(Saved entries)

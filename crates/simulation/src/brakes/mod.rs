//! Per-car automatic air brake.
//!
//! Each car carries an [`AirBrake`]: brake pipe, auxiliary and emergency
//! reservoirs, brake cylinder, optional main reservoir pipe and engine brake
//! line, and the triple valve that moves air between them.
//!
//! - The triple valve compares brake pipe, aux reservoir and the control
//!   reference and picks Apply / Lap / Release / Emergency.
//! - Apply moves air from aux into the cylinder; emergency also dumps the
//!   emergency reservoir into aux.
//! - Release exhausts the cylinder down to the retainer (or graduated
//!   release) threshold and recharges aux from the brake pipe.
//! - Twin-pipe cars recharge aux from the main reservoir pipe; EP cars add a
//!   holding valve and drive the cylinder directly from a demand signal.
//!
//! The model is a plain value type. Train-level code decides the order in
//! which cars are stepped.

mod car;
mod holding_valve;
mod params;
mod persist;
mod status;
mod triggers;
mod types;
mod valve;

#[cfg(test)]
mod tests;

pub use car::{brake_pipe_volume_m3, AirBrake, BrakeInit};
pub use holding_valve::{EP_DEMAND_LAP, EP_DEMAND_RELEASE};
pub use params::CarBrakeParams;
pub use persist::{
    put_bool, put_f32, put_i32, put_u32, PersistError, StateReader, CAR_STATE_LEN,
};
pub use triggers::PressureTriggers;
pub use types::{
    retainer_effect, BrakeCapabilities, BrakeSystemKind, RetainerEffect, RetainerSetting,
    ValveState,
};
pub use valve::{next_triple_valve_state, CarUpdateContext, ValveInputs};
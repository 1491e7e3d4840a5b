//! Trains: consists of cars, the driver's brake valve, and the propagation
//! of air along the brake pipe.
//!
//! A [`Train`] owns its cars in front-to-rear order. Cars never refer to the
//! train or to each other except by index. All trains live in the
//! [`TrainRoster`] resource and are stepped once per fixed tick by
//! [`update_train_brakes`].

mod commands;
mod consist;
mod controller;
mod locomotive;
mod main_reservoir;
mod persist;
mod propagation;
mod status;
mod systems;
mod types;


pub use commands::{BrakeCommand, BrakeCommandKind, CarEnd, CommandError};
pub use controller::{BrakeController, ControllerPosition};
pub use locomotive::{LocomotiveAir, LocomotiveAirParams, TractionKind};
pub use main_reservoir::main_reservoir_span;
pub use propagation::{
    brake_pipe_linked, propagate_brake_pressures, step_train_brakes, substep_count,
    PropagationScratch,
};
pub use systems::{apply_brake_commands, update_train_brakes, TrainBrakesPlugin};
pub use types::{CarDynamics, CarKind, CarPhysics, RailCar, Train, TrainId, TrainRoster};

__Prompt__.
Across the records above, count the lines holding "TrainRoster" and write down only that count.

__Reply to the task__.
2